Some baseline characteristics, including median age and ECOG score, were balanced among the three cohorts, with two-thirds of patients having an ECOG score of 1 at study enrollment. Participants in the CAM+FAM cohort, however, received more “radical” prior treatment, with prior “radical” surgery reported in 62%, 57%, and 46% of patients in the CAM + FAM, CAM, and chemotherapy cohorts, respectively; concurrent chemoradiotherapy reported in 31%, 37%, and 40% of patients, respectively; and “radical” treatment in 89%, 85%, and 74% of patients, respectively. The interval from completion of prior treatment to the most recent recurrence was ≤1 year in 46%, 41%, and 34% of participants in the CAM + FAM, CAM, and chemotherapy cohorts, respectively. For prior systemic treatment, patients who received CAM + FAM were less heavily pretreated and were less likely to have received prior targeted therapy. Although all patients in the study had received prior platinum, 81% (CAM + FAM), 74% (CAM), and 74% (chemotherapy) of participants had received only one prior line of systemic therapy, with the remaining patients having received two lines. Overall, 26% (CAM + FAM), 39% (CAM), and 34% (chemotherapy) of patients had received prior targeted therapy, including bevacizumab, anlotinib, apatinib, and nimotuzumab.

There were also some discrepancies in baseline disease characteristics, including PD-L1 status and extent of disease. PD-L1 status was reported as positive in 62%, 63% and 71% of patients, in the CAM + FAM, CAM, and chemotherapy cohorts, respectively, representing a slightly lower percentage of patients with PD-L1 tumors in the immunotherapy arms. Similarly, patients who received immunotherapy (CAM + FAM and CAM) appeared to have less widespread disease at study entry, with 55% (CAM + FAM), 52% (CAM), and 77% (chemotherapy) of patients having more than one site of metastatic disease.

The revised primary endpoint of ORR (CR or PR), which was reported at the ESMO Congress 2023, was assessed by BICR. The ORR was highest in the CAM + FAM cohort (41%); 9% of patients achieved CR and 32% achieved PR. An ORR of 24% was observed in the CAM cohort; 6% of patients achieved CR and 19% achieved PR. The DCR was also higher in the CAM + FAM than the CAM cohort (75% vs. 56%). The median time to response was 2.1 months for all cohorts, and the median duration of response was 16 months for the CAM + FAM cohort. At a median follow-up of 9.9 months at the time of data cut-off, the median PFS was 3 months longer for the CAM + FAM cohort compared to the CAM cohort (7.2 vs. 4 months).
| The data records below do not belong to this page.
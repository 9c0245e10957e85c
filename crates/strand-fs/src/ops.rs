//! Policy-resolved operations against the native filesystem.
//!
//! Creation streams content to a hidden temp name and renames into
//! place only after size/hash verification, so a failed or aborted
//! transfer never leaves a partial file at the target path.

use std::fs;
use std::io;
use std::path::{Path, PathBuf};
use std::sync::atomic::{AtomicBool, Ordering};

use sha2::{Digest, Sha256};
use tokio::fs as afs;
use tokio::io::{AsyncReadExt, AsyncWriteExt};
use tracing::debug;
use uuid::Uuid;

use strand_xstat::{self as xstat, hash::HASH_BUF_SIZE, IdentityRecord};

use crate::naming::disambiguate;
use crate::policy::{ConflictKind, Policy};
use crate::{FsError, Resolved, Result};

/// Suffix of in-flight temp files; never visible as a finished entry.
pub const TMP_SUFFIX: &str = ".strand-tmp";

/// What currently occupies a path.
#[derive(Debug, Clone, Copy, PartialEq, Eq)]
enum Existing {
    File,
    Dir,
    Other,
}

fn existing_at(path: &Path) -> Result<Option<Existing>> {
    match fs::symlink_metadata(path) {
        Ok(meta) => {
            let ft = meta.file_type();
            Ok(Some(if ft.is_dir() {
                Existing::Dir
            } else if ft.is_file() {
                Existing::File
            } else {
                Existing::Other
            }))
        }
        Err(e) if e.kind() == io::ErrorKind::NotFound => Ok(None),
        Err(e) => Err(e.into()),
    }
}

/// Validate the parent path of an operation target, reporting a missing
/// ancestor distinctly from an ancestor that exists but is not a
/// directory.
fn check_parent(parent: &Path) -> Result<()> {
    match fs::symlink_metadata(parent) {
        Ok(meta) if meta.is_dir() => Ok(()),
        Ok(_) => Err(FsError::NotADirectory),
        Err(e) if e.kind() == io::ErrorKind::NotFound => {
            for ancestor in parent.ancestors().skip(1) {
                match fs::symlink_metadata(ancestor) {
                    Ok(meta) if meta.is_dir() => return Err(FsError::NotFound),
                    Ok(_) => return Err(FsError::NotADirectory),
                    Err(_) => continue,
                }
            }
            Err(FsError::NotFound)
        }
        Err(e) => Err(e.into()),
    }
}

fn record_of(path: &Path, managed: bool) -> Result<Option<IdentityRecord>> {
    if managed {
        Ok(Some(xstat::identify(path)?.1))
    } else {
        Ok(None)
    }
}

fn conflict_against(existing: Existing, want_dir: bool) -> ConflictKind {
    match (existing, want_dir) {
        (Existing::Dir, true) | (Existing::File, false) => ConflictKind::SameKind,
        _ => ConflictKind::DifferentKind,
    }
}

// ---------------------------------------------------------------------------
// mkdir
// ---------------------------------------------------------------------------

/// Create a directory named `name` under `parent`, resolving an
/// existing entry according to `policy`.
///
/// With `managed` set, the resulting entry's identity record is read
/// (and minted if necessary) and returned.
pub fn mkdir(parent: &Path, name: &str, policy: Option<Policy>, managed: bool) -> Result<Resolved> {
    check_parent(parent)?;
    let target = parent.join(name);

    match existing_at(&target)? {
        None => create_dir_at(&target, managed),
        Some(Existing::Dir) => match policy {
            None => Err(FsError::EntryExists {
                conflict: ConflictKind::SameKind,
            }),
            // Directory replace keeps the existing entry and uuid; it
            // does not remove pre-existing descendants.
            Some(Policy::Keep) | Some(Policy::Replace) => {
                Ok(Resolved::existing(record_of(&target, managed)?, target))
            }
            Some(Policy::Rename) => create_dir_disambiguated(parent, name, managed),
            Some(Policy::Skip) => Ok(Resolved::skipped()),
        },
        Some(_) => match policy {
            None | Some(Policy::Keep) => Err(FsError::EntryExists {
                conflict: ConflictKind::DifferentKind,
            }),
            Some(Policy::Replace) | Some(Policy::Rename) => {
                create_dir_disambiguated(parent, name, managed)
            }
            Some(Policy::Skip) => Ok(Resolved::skipped()),
        },
    }
}

fn create_dir_at(target: &Path, managed: bool) -> Result<Resolved> {
    fs::create_dir(target)?;
    Ok(Resolved::created(record_of(target, managed)?, target.to_path_buf()))
}

fn create_dir_disambiguated(parent: &Path, name: &str, managed: bool) -> Result<Resolved> {
    let candidate = parent.join(disambiguate(parent, name)?);
    match fs::create_dir(&candidate) {
        Ok(()) => Ok(Resolved::created(record_of(&candidate, managed)?, candidate)),
        Err(e) if e.kind() == io::ErrorKind::AlreadyExists => {
            // A concurrent creator claimed the suffix; rescan once.
            let retry = parent.join(disambiguate(parent, name)?);
            fs::create_dir(&retry)?;
            Ok(Resolved::created(record_of(&retry, managed)?, retry))
        }
        Err(e) => Err(e.into()),
    }
}

// ---------------------------------------------------------------------------
// clone_file
// ---------------------------------------------------------------------------

/// A file-creation request: stream `src` into `dst_dir/name`.
#[derive(Debug)]
pub struct CloneRequest<'a> {
    /// Readable source path (managed or native).
    pub src: &'a Path,
    /// Destination directory.
    pub dst_dir: &'a Path,
    /// Requested entry name.
    pub name: &'a str,
    /// Declared source size; verified against the streamed byte count.
    pub expected_size: Option<u64>,
    /// Declared source hash (lowercase hex); verified against the
    /// streamed digest.
    pub expected_hash: Option<&'a str>,
    /// Conflict policy for an occupied target.
    pub policy: Option<Policy>,
    /// Whether the destination gains an identity record.
    pub managed: bool,
    /// Cooperative cancellation flag checked between chunks.
    pub cancel: Option<&'a AtomicBool>,
}

/// Result of a clone, including the digest observed on the wire when a
/// transfer actually happened.
#[derive(Debug)]
pub struct CloneOutcome {
    pub outcome: Resolved,
    pub streamed_hash: Option<String>,
}

impl CloneOutcome {
    fn settled(outcome: Resolved) -> Self {
        Self {
            outcome,
            streamed_hash: None,
        }
    }
}

/// Create (or replace) a file by streaming the source content through
/// SHA-256, resolving an occupied target according to the policy.
pub async fn clone_file(req: CloneRequest<'_>) -> Result<CloneOutcome> {
    check_parent(req.dst_dir)?;
    let target = req.dst_dir.join(req.name);

    match existing_at(&target)? {
        None => stream_into(&req, target, None, false).await,
        Some(Existing::File) => match req.policy {
            None => Err(FsError::EntryExists {
                conflict: ConflictKind::SameKind,
            }),
            Some(Policy::Keep) => Ok(CloneOutcome::settled(Resolved::existing(
                record_of(&target, req.managed)?,
                target,
            ))),
            Some(Policy::Replace) => {
                let preserve = if req.managed {
                    Some(xstat::identify(&target)?.1.uuid)
                } else {
                    None
                };
                stream_into(&req, target, preserve, true).await
            }
            Some(Policy::Rename) => {
                let alt = req.dst_dir.join(disambiguate(req.dst_dir, req.name)?);
                stream_into(&req, alt, None, false).await
            }
            Some(Policy::Skip) => Ok(CloneOutcome::settled(Resolved::skipped())),
        },
        Some(_) => match req.policy {
            None | Some(Policy::Keep) => Err(FsError::EntryExists {
                conflict: ConflictKind::DifferentKind,
            }),
            Some(Policy::Replace) | Some(Policy::Rename) => {
                let alt = req.dst_dir.join(disambiguate(req.dst_dir, req.name)?);
                stream_into(&req, alt, None, false).await
            }
            Some(Policy::Skip) => Ok(CloneOutcome::settled(Resolved::skipped())),
        },
    }
}

async fn stream_into(
    req: &CloneRequest<'_>,
    dest: PathBuf,
    preserve_uuid: Option<Uuid>,
    replacing: bool,
) -> Result<CloneOutcome> {
    let tmp = req.dst_dir.join(format!(
        ".{}.{}{}",
        req.name,
        Uuid::new_v4().simple(),
        TMP_SUFFIX
    ));

    let digest = match stream_verified(req, &tmp).await {
        Ok(digest) => digest,
        Err(e) => {
            let _ = afs::remove_file(&tmp).await;
            return Err(e);
        }
    };

    let mut dest = dest;
    if !replacing {
        if let Some(existing) = existing_at(&dest)? {
            // The name was claimed while we streamed.
            if dest == req.dst_dir.join(req.name) {
                let _ = afs::remove_file(&tmp).await;
                return Err(FsError::EntryExists {
                    conflict: conflict_against(existing, false),
                });
            }
            // Disambiguated suffix raced; rescan once.
            debug!(path = %dest.display(), "disambiguated name raced, retrying");
            dest = req.dst_dir.join(disambiguate(req.dst_dir, req.name)?);
        }
    }

    afs::rename(&tmp, &dest).await?;

    let record = if req.managed {
        let meta = fs::symlink_metadata(&dest)?;
        let rec = IdentityRecord {
            uuid: preserve_uuid.unwrap_or_else(Uuid::new_v4),
            hash: Some(digest.clone()),
            hash_time: Some(xstat::mtime_ms(&meta)?),
            magic: None,
        };
        xstat::put_record(&dest, &rec)?;
        Some(rec)
    } else {
        None
    };

    let outcome = if replacing {
        Resolved::existing(record, dest)
    } else {
        Resolved::created(record, dest)
    };
    Ok(CloneOutcome {
        outcome,
        streamed_hash: Some(digest),
    })
}

/// Stream source to `tmp`, hashing as we go, and verify the declared
/// expectations. The caller removes `tmp` on error.
async fn stream_verified(req: &CloneRequest<'_>, tmp: &Path) -> Result<String> {
    let mut src = match afs::File::open(req.src).await {
        Ok(f) => f,
        Err(e) if e.kind() == io::ErrorKind::NotFound => return Err(FsError::NotFound),
        Err(e) => return Err(e.into()),
    };
    let mut dst = afs::File::create(tmp).await?;

    let mut hasher = Sha256::new();
    let mut buf = vec![0u8; HASH_BUF_SIZE];
    let mut total: u64 = 0;

    loop {
        if let Some(cancel) = req.cancel {
            if cancel.load(Ordering::Relaxed) {
                return Err(FsError::Aborted);
            }
        }
        let n = src.read(&mut buf).await?;
        if n == 0 {
            break;
        }
        hasher.update(&buf[..n]);
        dst.write_all(&buf[..n]).await?;
        total += n as u64;
    }
    dst.flush().await?;
    drop(dst);

    if let Some(expected) = req.expected_size {
        if expected != total {
            return Err(FsError::SizeMismatch {
                expected,
                actual: total,
            });
        }
    }
    let digest = hex::encode(hasher.finalize());
    if let Some(expected) = req.expected_hash {
        if expected != digest {
            return Err(FsError::HashMismatch {
                expected: expected.to_string(),
                actual: digest,
            });
        }
    }
    Ok(digest)
}

// ---------------------------------------------------------------------------
// remove / rename
// ---------------------------------------------------------------------------

/// Remove a file or an empty directory. The entry's identity does not
/// survive its deletion.
pub fn remove(path: &Path) -> Result<()> {
    match existing_at(path)? {
        None => Err(FsError::NotFound),
        Some(Existing::Dir) => Ok(fs::remove_dir(path)?),
        Some(_) => Ok(fs::remove_file(path)?),
    }
}

/// Rename an entry within its directory, resolving a collision at the
/// new name according to `policy`.
pub fn rename(path: &Path, new_name: &str, policy: Option<Policy>, managed: bool) -> Result<Resolved> {
    let src_meta = match fs::symlink_metadata(path) {
        Ok(m) => m,
        Err(e) if e.kind() == io::ErrorKind::NotFound => return Err(FsError::NotFound),
        Err(e) => return Err(e.into()),
    };
    let dir = path.parent().ok_or(FsError::NotFound)?;
    let src_is_dir = src_meta.is_dir();
    let target = dir.join(new_name);

    if target == path {
        return Ok(Resolved::existing(record_of(path, managed)?, target));
    }

    match existing_at(&target)? {
        None => {
            fs::rename(path, &target)?;
            Ok(Resolved::created(record_of(&target, managed)?, target))
        }
        Some(existing) => {
            let conflict = conflict_against(existing, src_is_dir);
            match policy {
                None => Err(FsError::EntryExists { conflict }),
                Some(Policy::Keep) => {
                    if conflict == ConflictKind::SameKind {
                        Ok(Resolved::existing(record_of(&target, managed)?, target))
                    } else {
                        Err(FsError::EntryExists { conflict })
                    }
                }
                Some(Policy::Replace) => {
                    if conflict == ConflictKind::SameKind && !src_is_dir {
                        // The moved file takes the target's place but
                        // keeps the target's uuid.
                        let preserve = if managed {
                            Some(xstat::identify(&target)?.1.uuid)
                        } else {
                            None
                        };
                        let src_record = record_of(path, managed)?;
                        fs::rename(path, &target)?;
                        let record = match (preserve, src_record) {
                            (Some(uuid), Some(mut rec)) => {
                                rec.uuid = uuid;
                                xstat::put_record(&target, &rec)?;
                                Some(rec)
                            }
                            (_, rec) => rec,
                        };
                        Ok(Resolved {
                            record,
                            path: Some(target),
                            resolved: true,
                        })
                    } else {
                        rename_disambiguated(path, dir, new_name, managed)
                    }
                }
                Some(Policy::Rename) => rename_disambiguated(path, dir, new_name, managed),
                Some(Policy::Skip) => Ok(Resolved::skipped()),
            }
        }
    }
}

fn rename_disambiguated(path: &Path, dir: &Path, name: &str, managed: bool) -> Result<Resolved> {
    let target = dir.join(disambiguate(dir, name)?);
    fs::rename(path, &target)?;
    Ok(Resolved::created(record_of(&target, managed)?, target))
}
Although no statistically significant difference in OS was found between the CAM + FAM and CAM cohorts, both had better survival outcomes compared to the chemotherapy cohort.
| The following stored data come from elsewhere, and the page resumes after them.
//! Control-socket request/response vocabulary.

use std::path::PathBuf;

use serde::{Deserialize, Serialize};
use uuid::Uuid;

use strand_fs::Policy;
use strand_vfs::NodeSummary;
use strand_xcopy::{Location, NodePatch, Policies, PolicyKind, XcopyKind};

/// Requests accepted on the control socket.
#[derive(Debug, Clone, Serialize, Deserialize)]
#[serde(tag = "cmd", rename_all = "camelCase")]
pub enum Request {
    Handshake {
        client_version: String,
    },
    Status,
    ListDrives,
    /// Look a node up by uuid.
    Lookup {
        uuid: Uuid,
    },
    /// Look a node up by name, optionally constrained by the parent's
    /// name.
    FindByName {
        name: String,
        #[serde(default)]
        parent: Option<String>,
    },
    /// Content classification of a file node (computed lazily).
    Classify {
        uuid: Uuid,
    },
    /// Re-scan a whole drive.
    Scan {
        drive: Uuid,
    },
    /// Rename an entry in place.
    Rename {
        uuid: Uuid,
        new_name: String,
        #[serde(default)]
        policy: Option<Policy>,
    },
    /// Delete a file or empty directory.
    Remove {
        uuid: Uuid,
    },
    XcopyCreate {
        kind: XcopyKind,
        src: Location,
        dst: Location,
        entries: Vec<String>,
        #[serde(default)]
        policies: Policies,
    },
    XcopySetPolicy {
        task: Uuid,
        node: Uuid,
        kind: PolicyKind,
        policy: Option<Policy>,
        #[serde(default)]
        recursive: bool,
    },
    XcopyUpdate {
        task: Uuid,
        node: Uuid,
        patch: NodePatch,
    },
    XcopyAbort {
        task: Uuid,
    },
    XcopyView {
        task: Uuid,
    },
}

/// One managed drive on the wire.
#[derive(Debug, Clone, Serialize, Deserialize)]
pub struct DriveInfo {
    pub uuid: Uuid,
    pub path: PathBuf,
}

/// Responses to control requests.
#[derive(Debug, Clone, Serialize, Deserialize)]
#[serde(tag = "reply", rename_all = "camelCase")]
pub enum Response {
    HandshakeAck {
        server_version: String,
    },
    StatusAck {
        drives: usize,
        tasks: usize,
        nodes: usize,
    },
    Drives {
        drives: Vec<DriveInfo>,
    },
    Node {
        node: Option<NodeSummary>,
    },
    Classified {
        magic: Option<String>,
    },
    Done,
    TaskCreated {
        task: Uuid,
    },
    /// Serialized task-tree snapshot.
    TaskView {
        view: serde_json::Value,
    },
    Error {
        message: String,
    },
}

impl Response {
    pub fn error(e: impl std::fmt::Display) -> Self {
        Response::Error {
            message: e.to_string(),
        }
    }
}

#[cfg(test)]
mod tests {
    use super::*;

    #[test]
    fn test_request_wire_shape() {
        let json = r#"{"cmd":"xcopyCreate","kind":"copy",
            "src":{"type":"vfs","drive":"3a0f2a80-45f5-4b38-9f6b-2f8a14c20a1b",
                   "dir":"3a0f2a80-45f5-4b38-9f6b-2f8a14c20a1b"},
            "dst":{"type":"native","path":"/mnt/usb"},
            "entries":["foo"]}"#;
        let req: Request = serde_json::from_str(json).unwrap();
        match req {
            Request::XcopyCreate { kind, entries, .. } => {
                assert_eq!(kind, XcopyKind::Copy);
                assert_eq!(entries, vec!["foo"]);
            }
            other => panic!("unexpected request: {:?}", other),
        }
    }

    #[test]
    fn test_response_roundtrip() {
        let resp = Response::TaskCreated {
            task: Uuid::new_v4(),
        };
        let json = serde_json::to_string(&resp).unwrap();
        let back: Response = serde_json::from_str(&json).unwrap();
        match (resp, back) {
            (Response::TaskCreated { task: a }, Response::TaskCreated { task: b }) => {
                assert_eq!(a, b)
            }
            _ => panic!("variant changed across the wire"),
        }
    }
}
While higher response rates were observed among patients who received CAM + FAM, there was also a significant increase in toxicity in this cohort; 85% of patients experienced a grade ≥3 TRAE despite the reported “tolerable safety profile”. Although TRAEs of any grade were reported in almost every patient enrolled on trial [100% (CAM + FAM), 94.3% (CAM), and 100% (chemotherapy)], the percentage of grade ≥3 TRAEs was significantly higher for patients treated with CAM + FAM (85%) vs CAM (15%) and chemotherapy (60%). Two patients who received CAM + FAM experienced treatment-related death (1.9%) from acute coronary syndrome and sepsis, respectively; no deaths were reported in the other two cohorts. The most common TRAEs were myelosuppression and hypertension. At the time of data cutoff, 35 (33%) of 105 patients in the CAM + FAM cohort and 11 (21%) of 53 patients in the CAM cohort were still receiving treatment, whereas all patients in the chemotherapy cohort had discontinued treatment. The rate of dose discontinuation due to adverse events was also considerably higher in the CAM + FAM cohort (19%) compared to the CAM (6%) and chemotherapy (0%) cohorts.
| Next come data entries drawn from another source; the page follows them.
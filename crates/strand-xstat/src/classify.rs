//! Content classification by leading byte signature.

use std::fs::File;
use std::io::Read;
use std::path::Path;

use crate::Result;

/// Bytes inspected from the head of a file.
const SNIFF_LEN: usize = 512;

/// Classify a buffer by its leading signature.
pub fn sniff(buf: &[u8]) -> Option<&'static str> {
    if buf.starts_with(&[0xFF, 0xD8, 0xFF]) {
        return Some("jpeg");
    }
    if buf.starts_with(&[0x89, b'P', b'N', b'G', 0x0D, 0x0A, 0x1A, 0x0A]) {
        return Some("png");
    }
    if buf.starts_with(b"GIF87a") || buf.starts_with(b"GIF89a") {
        return Some("gif");
    }
    if buf.starts_with(b"%PDF-") {
        return Some("pdf");
    }
    if !buf.is_empty() && looks_like_text(buf) {
        return Some("text");
    }
    None
}

/// Read the head of `path` and classify it.
pub fn sniff_file(path: &Path) -> Result<Option<&'static str>> {
    let mut file = File::open(path)?;
    let mut buf = [0u8; SNIFF_LEN];
    let mut filled = 0;
    while filled < SNIFF_LEN {
        let n = file.read(&mut buf[filled..])?;
        if n == 0 {
            break;
        }
        filled += n;
    }
    Ok(sniff(&buf[..filled]))
}

fn looks_like_text(buf: &[u8]) -> bool {
    // Valid UTF-8 up to a possibly clipped trailing sequence, with no
    // control bytes other than whitespace.
    let valid = match std::str::from_utf8(buf) {
        Ok(s) => s,
        Err(e) if e.error_len().is_none() => {
            std::str::from_utf8(&buf[..e.valid_up_to()]).unwrap_or("")
        }
        Err(_) => return false,
    };
    !valid.is_empty()
        && valid
            .chars()
            .all(|c| !c.is_control() || c == '\n' || c == '\r' || c == '\t')
}

#[cfg(test)]
mod tests {
    use super::*;

    #[test]
    fn test_sniff_signatures() {
        assert_eq!(sniff(&[0xFF, 0xD8, 0xFF, 0xE1]), Some("jpeg"));
        assert_eq!(
            sniff(&[0x89, b'P', b'N', b'G', 0x0D, 0x0A, 0x1A, 0x0A, 0]),
            Some("png")
        );
        assert_eq!(sniff(b"GIF89a...."), Some("gif"));
        assert_eq!(sniff(b"%PDF-1.7"), Some("pdf"));
    }

    #[test]
    fn test_sniff_text() {
        assert_eq!(sniff(b"plain notes\nwith lines\n"), Some("text"));
        assert_eq!(sniff("unicode caf\u{e9}".as_bytes()), Some("text"));
    }

    #[test]
    fn test_sniff_unknown() {
        assert_eq!(sniff(&[]), None);
        assert_eq!(sniff(&[0x00, 0x01, 0x02, 0x7F]), None);
    }
}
In the palliative setting, morbidity of the investigational treatment regimen must be considered. Any incremental benefits in survival need to be carefully weighed against the negative impact on quality of life in the event of treatment-related toxicity. Patients with recurrent cervical cancer often face clinically challenging disease and treatment-related complications, including severe pain and/or fistulae, and therefore assessments of quality of life are critical when trying to improve outcomes for this vulnerable patient population. Similar to other studies comparing anti-PD-1 monotherapy to single-agent chemotherapy, the CAM monotherapy arm in Wu et al.’s study (11) had a more favorable toxicity profile. The addition of a TKI to the anti-PD-1 antibody did not translate to improved OS or investigator-assessed CR rates, despite a substantial increase in toxicity.

Great progress has been made to eradicate cervical cancer globally with focused efforts on universal human papillomavirus vaccination programs and screening, and efforts to improve treatment options for patients with advanced disease are ongoing. Although the TKI/anti-PD-1 combination showed favorable radiographic response rates in Wu et al.’s study (11), this combination did not result in significant improvement in OS.

In conclusion, while the study by Wu et al. (11) presents the combination of CAM plus FAM as a valid option for patients not amenable to local therapy, the observed safety profile and adverse event rates, warrant careful consideration and thorough review with a need for additional investigation before adopting this drug combination in clinical practice. The potential impacts on patients’ quality of life, given the challenges they already face, emphasize the need for a balanced evaluation of the risk and benefits associated with the combination of CAM plus FAM for the treatment of recurrent and metastatic cervical cancers.

Acknowledgments

None.

Footnote

Provenance and Peer Review: This article was commissioned by the editorial office, Gynecology and Pelvic Medicine. The article has undergone external peer review.

Peer Review File: Available at https://gpm.amegroups.com/article/view/10.21037/gpm-24-8/prf

Funding: This research was funded in part by the National Institutes of Health/National Cancer Institute Cancer Center Support Grant P30 CA008748.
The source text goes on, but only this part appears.